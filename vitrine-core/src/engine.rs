//! Command lines for the external wallpaper engine.
//!
//! Everything here is pure: the same settings and monitor map always produce
//! the same argument vector. Property overrides come out sorted by name because
//! they are stored in `BTreeMap`s.

use std::collections::BTreeMap;
use std::path::{Path, PathBuf};
use std::time::Duration;

use tokio::process::Command;

use crate::config::Settings;
use crate::models::{ClampMode, ScalingMode};

pub const XVFB_RUN: &str = "xvfb-run";

/// Frame rate used for one-shot screenshot renders.
pub const SCREENSHOT_FPS: u32 = 60;

const AUDIO_PROPERTIES: &[&str] = &[
    "volume",
    "music",
    "sound",
    "sounds",
    "bell",
    "audio",
    "mute",
    "musicvolume",
    "soundvolume",
    "audiovolume",
];

/// Whether a wallpaper property controls audio. Silent mode suppresses these.
pub fn is_audio_property(name: &str) -> bool {
    let name = name.to_ascii_lowercase();
    AUDIO_PROPERTIES.contains(&name.as_str()) || name.ends_with("volume")
}

/// A program, its arguments, and the environment changes the child needs.
#[derive(Debug, Clone, PartialEq, Default)]
pub struct EngineCommand {
    pub program: String,
    pub args: Vec<String>,
    pub env_remove: Vec<String>,
    pub env_set: Vec<(String, String)>,
}

impl EngineCommand {
    pub fn new(program: impl Into<String>) -> Self {
        Self {
            program: program.into(),
            ..Default::default()
        }
    }

    pub fn arg(&mut self, arg: impl Into<String>) -> &mut Self {
        self.args.push(arg.into());
        self
    }

    fn flag(&mut self, flag: &str, value: impl ToString) -> &mut Self {
        self.args.push(flag.to_string());
        self.args.push(value.to_string());
        self
    }

    /// The long-running playback invocation for every screen in `monitors`.
    pub fn playback(settings: &Settings, monitors: &BTreeMap<String, String>) -> Self {
        let mut cmd = Self::new(&settings.wallpaper_engine);
        cmd.args = playback_args(settings, monitors);
        cmd
    }

    /// One-shot render of `wallpaper` into `output`, optionally under a
    /// virtual framebuffer.
    pub fn screenshot(settings: &Settings, wallpaper: &str, output: &Path, xvfb: bool) -> Self {
        let res = settings.screenshot_resolution;
        let mut cmd = if xvfb {
            let mut cmd = Self::new(XVFB_RUN);
            cmd.arg("-a")
                .flag("-s", format!("-screen 0 {res}x{res}x24 +extension GLX"))
                .arg(&settings.wallpaper_engine);
            for var in ["WAYLAND_DISPLAY", "WAYLAND_SOCKET"] {
                cmd.env_remove.push(var.into());
            }
            for (key, value) in [
                ("XDG_SESSION_TYPE", "x11"),
                ("GDK_BACKEND", "x11"),
                ("QT_QPA_PLATFORM", "xcb"),
                ("SDL_VIDEODRIVER", "x11"),
                ("LIBGL_ALWAYS_SOFTWARE", "1"),
            ] {
                cmd.env_set.push((key.into(), value.into()));
            }
            cmd
        } else {
            Self::new(&settings.wallpaper_engine)
        };

        cmd.flag("--screenshot", output.display())
            .flag("--screenshot-delay", settings.screenshot_delay)
            .arg("--silent")
            .flag("-f", SCREENSHOT_FPS)
            .arg(wallpaper);
        if !settings.assets_dir.is_empty() {
            cmd.flag("--assets-dir", &settings.assets_dir);
        }
        // without an explicit window the engine picks a tiny default size
        cmd.flag("--window", format!("0x0x{res}x{res}"));
        cmd
    }

    /// Build the process. The caller decides where stdio goes.
    pub fn to_command(&self) -> Command {
        let mut cmd = Command::new(&self.program);
        cmd.args(&self.args);
        for key in &self.env_remove {
            cmd.env_remove(key);
        }
        for (key, value) in &self.env_set {
            cmd.env(key, value);
        }
        cmd
    }

    pub fn contains_pair(&self, flag: &str, value: &str) -> bool {
        self.args
            .windows(2)
            .any(|pair| pair[0] == flag && pair[1] == value)
    }
}

impl std::fmt::Display for EngineCommand {
    fn fmt(&self, f: &mut std::fmt::Formatter<'_>) -> std::fmt::Result {
        f.write_str(&quote(&self.program))?;
        for arg in &self.args {
            write!(f, " {}", quote(arg))?;
        }
        Ok(())
    }
}

fn quote(s: &str) -> String {
    if !s.is_empty()
        && s.chars()
            .all(|c| c.is_ascii_alphanumeric() || "-_./=:,+@%".contains(c))
    {
        s.to_string()
    } else {
        format!("'{}'", s.replace('\'', r"'\''"))
    }
}

pub fn playback_args(settings: &Settings, monitors: &BTreeMap<String, String>) -> Vec<String> {
    let mut cmd = EngineCommand::default();

    for (screen, wallpaper) in monitors {
        cmd.flag("--screen-root", screen).flag("--bg", wallpaper);
    }

    cmd.flag("-f", settings.fps);

    if settings.silence {
        cmd.arg("--silent");
    } else {
        cmd.flag("--volume", settings.volume);
    }

    if settings.scaling != ScalingMode::Default {
        cmd.flag("--scaling", settings.scaling);
    }
    if settings.clamp != ClampMode::Clamp {
        cmd.flag("--clamp", settings.clamp);
    }

    for (enabled, flag) in [
        (settings.no_fullscreen_pause, "--no-fullscreen-pause"),
        (settings.disable_mouse, "--disable-mouse"),
        (settings.no_automute, "--noautomute"),
        (settings.no_audio_processing, "--no-audio-processing"),
        (settings.disable_parallax, "--disable-parallax"),
        (settings.disable_particles, "--disable-particles"),
        (settings.fullscreen_pause_only_active, "--fullscreen-pause-only-active"),
    ] {
        if enabled {
            cmd.arg(flag);
        }
    }

    for appid in settings.ignored_appids() {
        cmd.flag("--fullscreen-pause-ignore-appid", appid);
    }

    if !settings.assets_dir.is_empty() {
        cmd.flag("--assets-dir", &settings.assets_dir);
    }

    let mut seen = std::collections::BTreeSet::new();
    for wallpaper in monitors.values() {
        if !seen.insert(wallpaper) {
            continue;
        }
        let Some(props) = settings.properties.get(wallpaper) else {
            continue;
        };
        for (name, value) in props {
            if settings.silence && is_audio_property(name) {
                continue;
            }
            cmd.flag("--set-property", format!("{name}={}", value.to_arg()));
        }
    }

    cmd.args
}

/// Executable basename, used to find the engine among a launcher's children
/// and for the kill sweep.
pub fn engine_name(settings: &Settings) -> String {
    Path::new(&settings.wallpaper_engine)
        .file_name()
        .map(|n| n.to_string_lossy().to_string())
        .unwrap_or_else(|| settings.wallpaper_engine.clone())
}

/// How long a capture may run before it is killed. Software rendering under
/// a virtual framebuffer is far slower, so it gets a much larger budget.
pub fn screenshot_timeout(settings: &Settings, xvfb: bool) -> Duration {
    let frames = u64::from(settings.screenshot_delay);
    let base = Duration::from_secs(20)
        + Duration::from_millis(frames * 1000 / u64::from(SCREENSHOT_FPS));
    if !xvfb {
        return base;
    }
    let res = u64::from(settings.screenshot_resolution.max(1));
    // scale with pixel count relative to 1080p, never below 6x
    let factor = ((res * res) / (1920 * 1080)).max(6) as u32;
    base * factor
}

/// Locate an executable on `PATH`.
pub fn find_in_path(program: &str) -> Option<PathBuf> {
    let path = std::env::var_os("PATH")?;
    std::env::split_paths(&path)
        .map(|dir| dir.join(program))
        .find(|candidate| is_executable(candidate))
}

fn is_executable(path: &Path) -> bool {
    use std::os::unix::fs::PermissionsExt;
    std::fs::metadata(path)
        .map(|meta| meta.is_file() && meta.permissions().mode() & 0o111 != 0)
        .unwrap_or(false)
}

#[cfg(test)]
mod tests {
    use super::*;
    use crate::models::PropertyValue;

    fn monitors(pairs: &[(&str, &str)]) -> BTreeMap<String, String> {
        pairs
            .iter()
            .map(|(s, w)| (s.to_string(), w.to_string()))
            .collect()
    }

    #[test]
    fn test_silent_single_screen() {
        let settings = Settings {
            fps: 30,
            silence: true,
            ..Default::default()
        };
        let cmd = EngineCommand::playback(&settings, &monitors(&[("eDP-1", "123")]));

        assert_eq!(cmd.program, "linux-wallpaperengine");
        assert!(cmd.contains_pair("--screen-root", "eDP-1"));
        assert!(cmd.contains_pair("--bg", "123"));
        assert!(cmd.contains_pair("-f", "30"));
        assert!(cmd.args.contains(&"--silent".to_string()));
        assert!(!cmd.args.contains(&"--volume".to_string()));
    }

    #[test]
    fn test_default_flags() {
        let settings = Settings::default();
        let args = playback_args(&settings, &monitors(&[("DP-1", "42")]));
        assert_eq!(
            args,
            vec!["--screen-root", "DP-1", "--bg", "42", "-f", "30", "--volume", "50"]
        );
    }

    #[test]
    fn test_all_optional_flags() {
        let settings = Settings {
            scaling: ScalingMode::Fill,
            clamp: ClampMode::Border,
            no_fullscreen_pause: true,
            disable_mouse: true,
            no_automute: true,
            no_audio_processing: true,
            disable_parallax: true,
            disable_particles: true,
            fullscreen_pause_only_active: true,
            fullscreen_pause_ignore_appids: "firefox,mpv".into(),
            assets_dir: "/opt/assets".into(),
            ..Default::default()
        };
        let cmd = EngineCommand::playback(&settings, &monitors(&[("DP-1", "42")]));

        assert!(cmd.contains_pair("--scaling", "fill"));
        assert!(cmd.contains_pair("--clamp", "border"));
        for flag in [
            "--no-fullscreen-pause",
            "--disable-mouse",
            "--noautomute",
            "--no-audio-processing",
            "--disable-parallax",
            "--disable-particles",
            "--fullscreen-pause-only-active",
        ] {
            assert!(cmd.args.contains(&flag.to_string()), "missing {flag}");
        }
        assert!(cmd.contains_pair("--fullscreen-pause-ignore-appid", "firefox"));
        assert!(cmd.contains_pair("--fullscreen-pause-ignore-appid", "mpv"));
        assert!(cmd.contains_pair("--assets-dir", "/opt/assets"));
    }

    #[test]
    fn test_multi_screen_and_properties_are_deterministic() {
        let mut settings = Settings::default();
        let props = settings.properties.entry("42".into()).or_default();
        props.insert("speed".into(), PropertyValue::Float(1.5));
        props.insert("bloom".into(), PropertyValue::Bool(true));
        props.insert("color".into(), PropertyValue::List(vec![
            PropertyValue::Float(0.1),
            PropertyValue::Float(0.2),
        ]));
        // not active, must not appear
        settings
            .properties
            .entry("99".into())
            .or_default()
            .insert("rain".into(), PropertyValue::Int(1));

        let map = monitors(&[("HDMI-A-1", "42"), ("DP-1", "42")]);
        let first = playback_args(&settings, &map);
        let second = playback_args(&settings, &map);
        assert_eq!(first, second);

        let props: Vec<&String> = first
            .windows(2)
            .filter(|pair| pair[0] == "--set-property")
            .map(|pair| &pair[1])
            .collect();
        // one set per wallpaper, sorted by property name
        assert_eq!(props, vec!["bloom=1", "color=0.1,0.2", "speed=1.500000"]);
        assert_eq!(&first[..4], &["--screen-root", "DP-1", "--bg", "42"]);
    }

    #[test]
    fn test_silent_mode_suppresses_audio_properties() {
        let mut settings = Settings {
            silence: true,
            ..Default::default()
        };
        let props = settings.properties.entry("7".into()).or_default();
        for name in ["Volume", "music", "SOUND", "bell", "MusicVolume", "rainvolume"] {
            props.insert(name.into(), PropertyValue::Int(100));
        }
        props.insert("clouds".into(), PropertyValue::Bool(false));

        let args = playback_args(&settings, &monitors(&[("DP-1", "7")]));
        let sets: Vec<&String> = args
            .windows(2)
            .filter(|pair| pair[0] == "--set-property")
            .map(|pair| &pair[1])
            .collect();
        assert_eq!(sets, vec!["clouds=0"]);

        // audible mode passes them through
        settings.silence = false;
        let args = playback_args(&settings, &monitors(&[("DP-1", "7")]));
        assert!(args.contains(&"music=100".to_string()));
    }

    #[test]
    fn test_is_audio_property() {
        assert!(is_audio_property("volume"));
        assert!(is_audio_property("MUSIC"));
        assert!(is_audio_property("ambientvolume"));
        assert!(!is_audio_property("particles"));
        assert!(!is_audio_property("soundtrack_visualizer_color"));
    }

    #[test]
    fn test_screenshot_command_direct() {
        let settings = Settings {
            assets_dir: "/opt/assets".into(),
            ..Default::default()
        };
        let cmd = EngineCommand::screenshot(&settings, "123", Path::new("/tmp/shot.png"), false);

        assert_eq!(cmd.program, "linux-wallpaperengine");
        assert_eq!(
            cmd.args,
            vec![
                "--screenshot",
                "/tmp/shot.png",
                "--screenshot-delay",
                "20",
                "--silent",
                "-f",
                "60",
                "123",
                "--assets-dir",
                "/opt/assets",
                "--window",
                "0x0x1920x1920",
            ]
        );
        assert!(cmd.env_set.is_empty());
    }

    #[test]
    fn test_screenshot_command_xvfb() {
        let settings = Settings {
            screenshot_resolution: 1024,
            ..Default::default()
        };
        let cmd = EngineCommand::screenshot(&settings, "123", Path::new("/tmp/shot.png"), true);

        assert_eq!(cmd.program, "xvfb-run");
        assert_eq!(
            &cmd.args[..4],
            &["-a", "-s", "-screen 0 1024x1024x24 +extension GLX", "linux-wallpaperengine"]
        );
        assert!(cmd.contains_pair("--window", "0x0x1024x1024"));
        assert!(cmd.env_remove.contains(&"WAYLAND_DISPLAY".to_string()));
        assert!(cmd
            .env_set
            .contains(&("LIBGL_ALWAYS_SOFTWARE".to_string(), "1".to_string())));
    }

    #[test]
    fn test_screenshot_timeout_scales_under_xvfb() {
        let settings = Settings::default();
        let direct = screenshot_timeout(&settings, false);
        let xvfb = screenshot_timeout(&settings, true);
        assert!(direct >= Duration::from_secs(20));
        assert!(xvfb >= direct * 6);
    }

    #[test]
    fn test_display_quotes_arguments() {
        let mut cmd = EngineCommand::new("linux-wallpaperengine");
        cmd.arg("--assets-dir").arg("/home/me/My Assets").arg("-f").arg("30");
        assert_eq!(
            cmd.to_string(),
            "linux-wallpaperengine --assets-dir '/home/me/My Assets' -f 30"
        );
    }

    #[test]
    fn test_engine_name() {
        let settings = Settings {
            wallpaper_engine: "/usr/local/bin/linux-wallpaperengine".into(),
            ..Default::default()
        };
        assert_eq!(engine_name(&settings), "linux-wallpaperengine");
        assert_eq!(engine_name(&Settings::default()), "linux-wallpaperengine");
    }
}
########################################
» **TASK BRIEF**:
Scan the data above for the word "first", then copy every line that holds it.

» **RESPONSE AREA**:
        let first = playback_args(&settings, &map);
        assert_eq!(first, second);
        let props: Vec<&String> = first
        assert_eq!(&first[..4], &["--screen-root", "DP-1", "--bg", "42"]);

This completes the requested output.